● DIRECTIONS:
Would you reproduce exactly the lines below from the one holding "Gpr::Rsi => &mut" through the one holding "instruction operates on", inclusive, and no others?

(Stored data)
****************

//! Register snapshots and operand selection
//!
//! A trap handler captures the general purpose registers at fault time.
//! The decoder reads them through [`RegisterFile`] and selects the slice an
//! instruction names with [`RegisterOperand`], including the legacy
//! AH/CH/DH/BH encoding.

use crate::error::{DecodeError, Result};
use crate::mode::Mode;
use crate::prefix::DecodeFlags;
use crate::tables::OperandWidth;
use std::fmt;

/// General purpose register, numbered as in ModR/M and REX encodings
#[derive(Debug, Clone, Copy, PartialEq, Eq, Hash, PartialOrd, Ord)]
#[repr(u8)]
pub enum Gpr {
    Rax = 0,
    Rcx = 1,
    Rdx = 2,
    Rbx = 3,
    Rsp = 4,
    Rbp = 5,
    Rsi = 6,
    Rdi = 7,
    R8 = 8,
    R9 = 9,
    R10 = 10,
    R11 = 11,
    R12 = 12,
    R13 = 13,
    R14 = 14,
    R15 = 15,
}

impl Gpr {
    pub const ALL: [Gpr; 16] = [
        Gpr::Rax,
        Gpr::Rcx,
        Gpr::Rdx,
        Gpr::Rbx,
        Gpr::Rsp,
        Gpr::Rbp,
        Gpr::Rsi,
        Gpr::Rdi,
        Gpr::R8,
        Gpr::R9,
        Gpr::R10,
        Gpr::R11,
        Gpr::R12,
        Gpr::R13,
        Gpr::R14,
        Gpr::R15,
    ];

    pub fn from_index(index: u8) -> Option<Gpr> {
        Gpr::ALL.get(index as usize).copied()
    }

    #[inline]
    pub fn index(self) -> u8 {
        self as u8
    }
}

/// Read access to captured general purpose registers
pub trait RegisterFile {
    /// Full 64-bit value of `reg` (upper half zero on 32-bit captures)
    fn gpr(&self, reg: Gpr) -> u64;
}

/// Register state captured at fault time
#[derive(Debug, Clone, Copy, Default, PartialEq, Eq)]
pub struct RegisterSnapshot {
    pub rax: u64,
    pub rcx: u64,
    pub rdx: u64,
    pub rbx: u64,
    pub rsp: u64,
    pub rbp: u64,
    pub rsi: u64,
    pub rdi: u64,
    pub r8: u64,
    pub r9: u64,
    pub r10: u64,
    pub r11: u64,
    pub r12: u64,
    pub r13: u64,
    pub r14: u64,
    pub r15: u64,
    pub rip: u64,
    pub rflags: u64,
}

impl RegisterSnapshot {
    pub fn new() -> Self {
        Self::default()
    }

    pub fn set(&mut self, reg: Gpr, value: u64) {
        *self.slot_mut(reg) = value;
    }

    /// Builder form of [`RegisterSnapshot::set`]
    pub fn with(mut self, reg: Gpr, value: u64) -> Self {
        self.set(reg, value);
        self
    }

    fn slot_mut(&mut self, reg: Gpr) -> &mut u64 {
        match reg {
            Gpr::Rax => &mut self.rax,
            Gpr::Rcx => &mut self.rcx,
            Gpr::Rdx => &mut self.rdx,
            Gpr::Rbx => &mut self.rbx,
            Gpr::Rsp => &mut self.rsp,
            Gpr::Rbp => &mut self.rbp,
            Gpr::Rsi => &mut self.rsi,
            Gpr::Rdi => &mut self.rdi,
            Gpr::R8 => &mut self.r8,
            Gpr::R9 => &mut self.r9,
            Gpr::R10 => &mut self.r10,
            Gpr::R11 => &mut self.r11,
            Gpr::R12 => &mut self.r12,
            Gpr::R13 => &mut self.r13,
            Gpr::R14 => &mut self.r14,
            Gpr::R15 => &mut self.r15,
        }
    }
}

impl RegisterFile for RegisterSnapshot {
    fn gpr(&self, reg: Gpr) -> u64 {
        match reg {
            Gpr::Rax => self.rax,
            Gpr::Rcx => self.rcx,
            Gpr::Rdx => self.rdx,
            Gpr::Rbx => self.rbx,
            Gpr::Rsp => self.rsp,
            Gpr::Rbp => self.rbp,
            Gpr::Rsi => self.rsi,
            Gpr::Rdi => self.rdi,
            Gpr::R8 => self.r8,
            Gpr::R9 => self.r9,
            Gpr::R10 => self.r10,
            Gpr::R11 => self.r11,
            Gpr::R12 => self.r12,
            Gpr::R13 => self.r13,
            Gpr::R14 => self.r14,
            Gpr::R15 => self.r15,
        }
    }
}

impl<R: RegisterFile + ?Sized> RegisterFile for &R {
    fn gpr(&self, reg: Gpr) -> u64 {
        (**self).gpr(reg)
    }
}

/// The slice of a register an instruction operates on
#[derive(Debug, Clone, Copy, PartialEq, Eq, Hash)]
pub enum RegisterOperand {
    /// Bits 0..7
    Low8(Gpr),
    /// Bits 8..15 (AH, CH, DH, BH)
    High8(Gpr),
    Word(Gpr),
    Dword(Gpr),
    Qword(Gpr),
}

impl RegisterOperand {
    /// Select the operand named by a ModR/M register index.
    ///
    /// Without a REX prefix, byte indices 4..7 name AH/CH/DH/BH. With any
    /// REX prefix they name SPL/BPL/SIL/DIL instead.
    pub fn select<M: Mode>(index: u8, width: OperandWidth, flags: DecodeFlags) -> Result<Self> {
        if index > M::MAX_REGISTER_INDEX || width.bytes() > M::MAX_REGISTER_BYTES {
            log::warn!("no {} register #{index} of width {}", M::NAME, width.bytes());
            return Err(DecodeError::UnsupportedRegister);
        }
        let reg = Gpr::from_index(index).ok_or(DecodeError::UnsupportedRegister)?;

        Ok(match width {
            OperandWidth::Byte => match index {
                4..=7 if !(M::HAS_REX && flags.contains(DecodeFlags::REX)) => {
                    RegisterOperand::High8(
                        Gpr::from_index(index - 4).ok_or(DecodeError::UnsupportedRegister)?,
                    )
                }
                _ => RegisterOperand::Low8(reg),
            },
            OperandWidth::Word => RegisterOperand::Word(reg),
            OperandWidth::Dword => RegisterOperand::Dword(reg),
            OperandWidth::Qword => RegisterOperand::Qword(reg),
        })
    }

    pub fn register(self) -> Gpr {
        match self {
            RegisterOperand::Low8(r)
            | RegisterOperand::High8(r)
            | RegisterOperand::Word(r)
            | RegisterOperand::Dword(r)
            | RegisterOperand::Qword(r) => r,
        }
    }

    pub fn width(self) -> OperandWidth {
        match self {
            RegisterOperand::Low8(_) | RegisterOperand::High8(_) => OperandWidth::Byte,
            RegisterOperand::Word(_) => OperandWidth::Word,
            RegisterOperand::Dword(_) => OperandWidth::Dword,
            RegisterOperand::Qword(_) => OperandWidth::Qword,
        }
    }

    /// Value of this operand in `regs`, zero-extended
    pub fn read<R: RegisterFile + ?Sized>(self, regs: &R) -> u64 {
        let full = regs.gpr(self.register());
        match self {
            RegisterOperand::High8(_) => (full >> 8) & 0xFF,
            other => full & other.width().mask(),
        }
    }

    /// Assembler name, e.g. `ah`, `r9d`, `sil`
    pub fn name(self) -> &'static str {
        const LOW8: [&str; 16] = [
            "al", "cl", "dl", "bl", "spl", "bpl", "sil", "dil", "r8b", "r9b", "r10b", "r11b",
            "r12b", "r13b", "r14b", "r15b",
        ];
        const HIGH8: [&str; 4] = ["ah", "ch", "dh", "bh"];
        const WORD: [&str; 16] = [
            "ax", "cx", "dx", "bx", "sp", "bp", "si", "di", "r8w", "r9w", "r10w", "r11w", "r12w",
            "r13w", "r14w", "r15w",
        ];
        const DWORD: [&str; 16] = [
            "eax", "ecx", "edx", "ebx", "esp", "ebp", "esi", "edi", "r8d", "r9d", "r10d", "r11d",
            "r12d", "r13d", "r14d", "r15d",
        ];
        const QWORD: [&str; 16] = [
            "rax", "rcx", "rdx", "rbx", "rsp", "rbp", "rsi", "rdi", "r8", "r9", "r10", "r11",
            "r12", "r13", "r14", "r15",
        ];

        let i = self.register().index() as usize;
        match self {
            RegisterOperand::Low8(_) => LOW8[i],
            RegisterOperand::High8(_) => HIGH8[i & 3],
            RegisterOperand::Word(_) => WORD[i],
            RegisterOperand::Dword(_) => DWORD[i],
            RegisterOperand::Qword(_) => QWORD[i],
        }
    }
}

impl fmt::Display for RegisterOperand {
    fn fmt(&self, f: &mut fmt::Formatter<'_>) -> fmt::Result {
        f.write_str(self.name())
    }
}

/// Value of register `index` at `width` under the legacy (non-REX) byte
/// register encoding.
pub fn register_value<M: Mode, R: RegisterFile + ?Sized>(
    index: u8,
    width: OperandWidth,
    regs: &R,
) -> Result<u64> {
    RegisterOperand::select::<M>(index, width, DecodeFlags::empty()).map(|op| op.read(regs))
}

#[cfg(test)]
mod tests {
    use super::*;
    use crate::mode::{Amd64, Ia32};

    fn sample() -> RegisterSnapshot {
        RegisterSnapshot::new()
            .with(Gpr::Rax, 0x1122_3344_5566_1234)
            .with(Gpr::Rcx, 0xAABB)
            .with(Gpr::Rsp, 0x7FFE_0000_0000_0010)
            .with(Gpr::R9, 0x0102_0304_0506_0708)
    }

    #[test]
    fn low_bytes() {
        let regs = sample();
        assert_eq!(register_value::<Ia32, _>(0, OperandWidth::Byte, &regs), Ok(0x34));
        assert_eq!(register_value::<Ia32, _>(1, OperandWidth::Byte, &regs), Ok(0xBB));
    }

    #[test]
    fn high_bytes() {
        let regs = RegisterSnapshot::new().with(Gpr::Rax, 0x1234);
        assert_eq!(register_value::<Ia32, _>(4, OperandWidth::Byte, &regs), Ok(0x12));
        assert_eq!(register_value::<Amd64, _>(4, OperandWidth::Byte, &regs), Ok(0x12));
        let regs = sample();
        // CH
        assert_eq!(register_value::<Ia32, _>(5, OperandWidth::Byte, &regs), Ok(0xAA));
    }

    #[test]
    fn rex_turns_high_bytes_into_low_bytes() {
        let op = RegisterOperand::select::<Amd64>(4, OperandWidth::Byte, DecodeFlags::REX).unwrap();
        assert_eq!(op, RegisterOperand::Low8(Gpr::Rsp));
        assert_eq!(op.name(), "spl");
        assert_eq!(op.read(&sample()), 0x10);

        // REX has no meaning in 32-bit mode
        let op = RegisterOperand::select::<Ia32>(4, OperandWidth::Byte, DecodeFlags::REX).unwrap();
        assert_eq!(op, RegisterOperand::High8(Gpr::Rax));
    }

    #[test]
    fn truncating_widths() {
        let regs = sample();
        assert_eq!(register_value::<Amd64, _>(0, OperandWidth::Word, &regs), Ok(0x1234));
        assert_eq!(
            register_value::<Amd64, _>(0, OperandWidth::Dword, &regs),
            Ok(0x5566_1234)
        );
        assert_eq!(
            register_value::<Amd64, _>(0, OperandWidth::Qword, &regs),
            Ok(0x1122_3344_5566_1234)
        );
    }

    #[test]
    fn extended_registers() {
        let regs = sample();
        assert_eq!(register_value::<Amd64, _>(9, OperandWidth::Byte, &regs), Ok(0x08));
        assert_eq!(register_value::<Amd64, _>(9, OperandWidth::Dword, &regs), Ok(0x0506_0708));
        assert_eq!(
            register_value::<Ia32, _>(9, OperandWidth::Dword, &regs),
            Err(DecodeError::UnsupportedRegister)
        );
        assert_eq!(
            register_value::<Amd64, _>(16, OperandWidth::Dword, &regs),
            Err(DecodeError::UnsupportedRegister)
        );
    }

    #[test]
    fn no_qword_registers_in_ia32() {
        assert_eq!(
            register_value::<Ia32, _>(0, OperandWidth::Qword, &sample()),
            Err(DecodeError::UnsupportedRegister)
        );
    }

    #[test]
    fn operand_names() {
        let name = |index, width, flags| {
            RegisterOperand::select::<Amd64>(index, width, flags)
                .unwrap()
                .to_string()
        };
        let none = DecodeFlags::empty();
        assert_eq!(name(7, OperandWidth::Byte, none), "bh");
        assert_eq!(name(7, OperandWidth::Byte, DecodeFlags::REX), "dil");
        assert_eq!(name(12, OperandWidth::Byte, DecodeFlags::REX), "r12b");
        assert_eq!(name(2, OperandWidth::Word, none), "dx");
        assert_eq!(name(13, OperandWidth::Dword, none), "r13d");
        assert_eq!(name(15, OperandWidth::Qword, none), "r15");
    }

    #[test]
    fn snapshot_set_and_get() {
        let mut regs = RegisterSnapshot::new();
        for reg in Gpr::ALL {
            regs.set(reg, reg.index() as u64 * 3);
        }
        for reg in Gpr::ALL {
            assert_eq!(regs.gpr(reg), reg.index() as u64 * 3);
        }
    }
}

****************

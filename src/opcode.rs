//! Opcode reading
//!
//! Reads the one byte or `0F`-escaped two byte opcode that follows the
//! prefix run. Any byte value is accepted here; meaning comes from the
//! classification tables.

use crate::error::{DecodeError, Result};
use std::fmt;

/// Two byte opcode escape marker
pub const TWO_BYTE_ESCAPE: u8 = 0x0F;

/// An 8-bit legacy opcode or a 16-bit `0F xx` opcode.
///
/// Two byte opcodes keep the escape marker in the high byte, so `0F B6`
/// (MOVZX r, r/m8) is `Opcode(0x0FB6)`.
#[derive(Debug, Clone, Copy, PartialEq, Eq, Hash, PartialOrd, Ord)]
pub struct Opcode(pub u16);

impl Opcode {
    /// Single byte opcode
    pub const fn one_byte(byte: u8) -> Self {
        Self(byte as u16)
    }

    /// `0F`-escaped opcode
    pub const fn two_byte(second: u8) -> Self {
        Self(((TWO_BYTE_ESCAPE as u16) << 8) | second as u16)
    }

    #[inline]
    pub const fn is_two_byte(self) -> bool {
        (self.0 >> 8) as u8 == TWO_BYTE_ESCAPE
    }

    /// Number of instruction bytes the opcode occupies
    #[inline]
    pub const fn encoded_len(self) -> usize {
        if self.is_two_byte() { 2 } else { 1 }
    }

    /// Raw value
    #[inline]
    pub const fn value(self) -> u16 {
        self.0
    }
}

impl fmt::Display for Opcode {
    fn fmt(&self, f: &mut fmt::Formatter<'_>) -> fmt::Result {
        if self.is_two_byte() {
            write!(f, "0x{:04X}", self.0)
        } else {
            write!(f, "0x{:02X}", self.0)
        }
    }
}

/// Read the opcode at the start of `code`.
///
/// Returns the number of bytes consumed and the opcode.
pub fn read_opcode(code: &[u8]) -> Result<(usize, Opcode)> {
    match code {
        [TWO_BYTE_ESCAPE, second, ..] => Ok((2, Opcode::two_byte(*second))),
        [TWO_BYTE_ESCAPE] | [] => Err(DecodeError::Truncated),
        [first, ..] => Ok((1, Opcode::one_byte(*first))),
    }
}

****************

● RESULT OF THE EXERCISE:
            Gpr::Rsi => &mut self.rsi,
            Gpr::Rdi => &mut self.rdi,
            Gpr::R8 => &mut self.r8,
            Gpr::R9 => &mut self.r9,
            Gpr::R10 => &mut self.r10,
            Gpr::R11 => &mut self.r11,
            Gpr::R12 => &mut self.r12,
            Gpr::R13 => &mut self.r13,
            Gpr::R14 => &mut self.r14,
            Gpr::R15 => &mut self.r15,
        }
    }
}

impl RegisterFile for RegisterSnapshot {
    fn gpr(&self, reg: Gpr) -> u64 {
        match reg {
            Gpr::Rax => self.rax,
            Gpr::Rcx => self.rcx,
            Gpr::Rdx => self.rdx,
            Gpr::Rbx => self.rbx,
            Gpr::Rsp => self.rsp,
            Gpr::Rbp => self.rbp,
            Gpr::Rsi => self.rsi,
            Gpr::Rdi => self.rdi,
            Gpr::R8 => self.r8,
            Gpr::R9 => self.r9,
            Gpr::R10 => self.r10,
            Gpr::R11 => self.r11,
            Gpr::R12 => self.r12,
            Gpr::R13 => self.r13,
            Gpr::R14 => self.r14,
            Gpr::R15 => self.r15,
        }
    }
}

impl<R: RegisterFile + ?Sized> RegisterFile for &R {
    fn gpr(&self, reg: Gpr) -> u64 {
        (**self).gpr(reg)
    }
}

/// The slice of a register an instruction operates on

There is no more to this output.